Turns out that until sometime in the 1890s (I think he meant until 1829?), Catholic worship was still illegal in England. “Technically,” said our guide, “a Catholic caught hearing mass could be drawn and quartered.” So the priests used to go about secretly. When a priest came to town, the word would quietly spread among Catholics. The Catholic children would pick white hawthorn and bring it with them to mass, to lay upon the altar. Apparently, white hawthorne was one of the first plants to blossom.  (Also, there is a lot of folklore connected with it.)  Eventually, the police caught on, realizing that to catch a priest, all they had to do was follow children who were carrying white hawthorn. So that flower, he said, has been bad luck in England ever since. 

Our guide also explained why taxis in Lytham all have a tag in the back that reads, “Hackney Carriage.” A hackney carriage is, of course, a horse-drawn vehicle. It seems some women’s group back in the days of the hackney carriage were concerned that the horses weren’t being fed or watered all day long. So they lobbied and a law was passed that a hackney carriage had to carry a bale of hay and some water for the horse. That law has never been repealed, so it makes a good excuse for stopping or even arresting a cabbie if you think he has broken some other law, but you can’t prove it! “There are some very strange laws still on the books,” concluded our guide.

He had so many other tales to tell that we were there until closing time, listening.

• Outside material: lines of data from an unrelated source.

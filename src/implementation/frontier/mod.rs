// Copyright 2024 the spbfs developers
//
// Permission is hereby granted, free of charge, to any person obtaining a copy of
// this software and associated documentation files (the "Software"), to deal in
// the Software without restriction, including without limitation the rights to
// use, copy, modify, merge, publish, distribute, sublicense, and/or sell copies of
// the Software, and to permit persons to whom the Software is furnished to do so,
// subject to the following conditions:
//
// The above copyright notice and this permission notice shall be included in all
// copies or substantial portions of the Software.
//
// THE SOFTWARE IS PROVIDED "AS IS", WITHOUT WARRANTY OF ANY KIND, EXPRESS OR
// IMPLIED, INCLUDING BUT NOT LIMITED TO THE WARRANTIES OF MERCHANTABILITY, FITNESS
// FOR A PARTICULAR PURPOSE AND NONINFRINGEMENT. IN NO EVENT SHALL THE AUTHORS OR
// COPYRIGHT HOLDERS BE LIABLE FOR ANY CLAIM, DAMAGES OR OTHER LIABILITY, WHETHER
// IN AN ACTION OF CONTRACT, TORT OR OTHERWISE, ARISING FROM, OUT OF OR IN
// CONNECTION WITH THE SOFTWARE OR THE USE OR OTHER DEALINGS IN THE SOFTWARE.

//! This module provides the frontier structures: the mutable open list every
//! engine pops from, and the snapshot window the speculative engine exposes
//! to its lookahead workers.

mod lookahead;
mod open_list;

pub use lookahead::*;
pub use open_list::*;
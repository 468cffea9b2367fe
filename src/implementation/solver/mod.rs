// Copyright 2024 the spbfs developers
//
// Permission is hereby granted, free of charge, to any person obtaining a copy of
// this software and associated documentation files (the "Software"), to deal in
// the Software without restriction, including without limitation the rights to
// use, copy, modify, merge, publish, distribute, sublicense, and/or sell copies of
// the Software, and to permit persons to whom the Software is furnished to do so,
// subject to the following conditions:
//
// The above copyright notice and this permission notice shall be included in all
// copies or substantial portions of the Software.
//
// THE SOFTWARE IS PROVIDED "AS IS", WITHOUT WARRANTY OF ANY KIND, EXPRESS OR
// IMPLIED, INCLUDING BUT NOT LIMITED TO THE WARRANTIES OF MERCHANTABILITY, FITNESS
// FOR A PARTICULAR PURPOSE AND NONINFRINGEMENT. IN NO EVENT SHALL THE AUTHORS OR
// COPYRIGHT HOLDERS BE LIABLE FOR ANY CLAIM, DAMAGES OR OTHER LIABILITY, WHETHER
// IN AN ACTION OF CONTRACT, TORT OR OTHERWISE, ARISING FROM, OUT OF OR IN
// CONNECTION WITH THE SOFTWARE OR THE USE OR OTHER DEALINGS IN THE SOFTWARE.

//! This module provides the search engines themselves. They all share one
//! abstraction of a problem instance and one priority order over open nodes;
//! they differ in how node expansion is orchestrated:
//!
//! * `AStar` is the serial baseline;
//! * `Greedy` is serial as well, but ordered on the heuristic alone;
//! * `Kbfs` does bulk-synchronous expansion of the best k open nodes;
//! * in `SpaStar`, all workers share one frontier and one closed set;
//! * in `Cafe`, workers speculatively pre-expand nodes the coordinator is
//!   about to pop.

use std::time::Instant;

use crate::{NodeId, NodeStore, SearchOutcome, SearchStats};

mod astar;
mod cafe;
mod greedy;
mod kbfs;
mod spastar;

pub use astar::*;
pub use cafe::*;
pub use greedy::*;
pub use kbfs::*;
pub use spastar::*;

/// Walks the parent back-references from the goal node to the initial node
/// and returns the states in forward order. Because duplicate resolution
/// rewrites parents in place, this reflects the best predecessor chain known
/// at goal-discovery time.
pub(crate) fn reconstruct_path<S: Clone>(store: &NodeStore<S>, goal: NodeId) -> Vec<S> {
    let mut path = Vec::new();
    let mut current = Some(goal);
    while let Some(id) = current {
        let node = store.node(id);
        path.push(node.state().clone());
        current = node.parent();
    }
    path.reverse();
    path
}

/// Burns the synthetic per-expansion workload requested on the command line
/// (`amount * 1000` additions the optimizer is not allowed to discard).
pub(crate) fn waste_time(amount: usize) {
    let mut sum = 0_usize;
    for j in 0..amount * 1000 {
        sum = std::hint::black_box(sum.wrapping_add(j));
    }
    std::hint::black_box(sum);
}

/// Stamps the elapsed time and the path length onto the statistics and
/// reconstructs the path (empty when no goal was reached).
pub(crate) fn conclude<S: Clone>(
    store: &NodeStore<S>,
    goal: Option<NodeId>,
    mut stats: SearchStats,
    clock: Instant,
) -> SearchOutcome<S> {
    stats.elapsed = clock.elapsed();
    match goal {
        Some(id) => {
            let length = store.node(id).g();
            stats.path_length = Some(length);
            tracing::debug!(
                algorithm = stats.algorithm,
                path_length = length as f64,
                expanded = stats.expanded,
                "goal found"
            );
            SearchOutcome {
                path: reconstruct_path(store, id),
                stats,
            }
        }
        None => {
            tracing::debug!(
                algorithm = stats.algorithm,
                expanded = stats.expanded,
                "no path found"
            );
            SearchOutcome {
                path: Vec::new(),
                stats,
            }
        }
    }
}

#[cfg(test)]
mod test_helpers {
    use super::reconstruct_path;
    use crate::{Node, NodeStore};

    #[test]
    fn reconstruction_follows_parents_back_to_the_root() {
        let store = NodeStore::new(1);
        let a = store.arena(0).push(Node::new('a', 0.0, 2.0, None));
        let b = store.arena(0).push(Node::new('b', 1.0, 1.0, Some(a)));
        let c = store.arena(0).push(Node::new('c', 2.0, 0.0, Some(b)));
        assert_eq!(vec!['a', 'b', 'c'], reconstruct_path(&store, c));
    }

    #[test]
    fn a_root_goal_reconstructs_to_a_single_state() {
        let store = NodeStore::new(1);
        let a = store.arena(0).push(Node::new('a', 0.0, 0.0, None));
        assert_eq!(vec!['a'], reconstruct_path(&store, a));
    }
}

On our way back to the car, we passed the White Church again. This time, to our delight, we saw a bride and groom standing outside it. So we waited, behind the hedges, until they got into their limousine and drove away, then we raced to the door of the church. Sure enough, it was still open, and Norma, the verger, was still inside. Hurrying toward us, she asked whether we’d like a look around. When we said yes, she gave us the tour.

The congregation, Norma told us, is a combined one, Presbyterians and Congregationalists united.

The very tall tower of the church doubles as a lighthouse at night, warning ships away from the mudflats.

Two of the stained glass windows were of special interest to us. One commemorated the Pilgrims. It showed various Puritan heroes, and the biggest pane showed the Mayflower The man who organized the voyage of the Mayflower was also depicted. (These people use stained glass instead of icons.) I was doubly interested in this, as three of my ancestors, the Allerton family, were aboard that ship.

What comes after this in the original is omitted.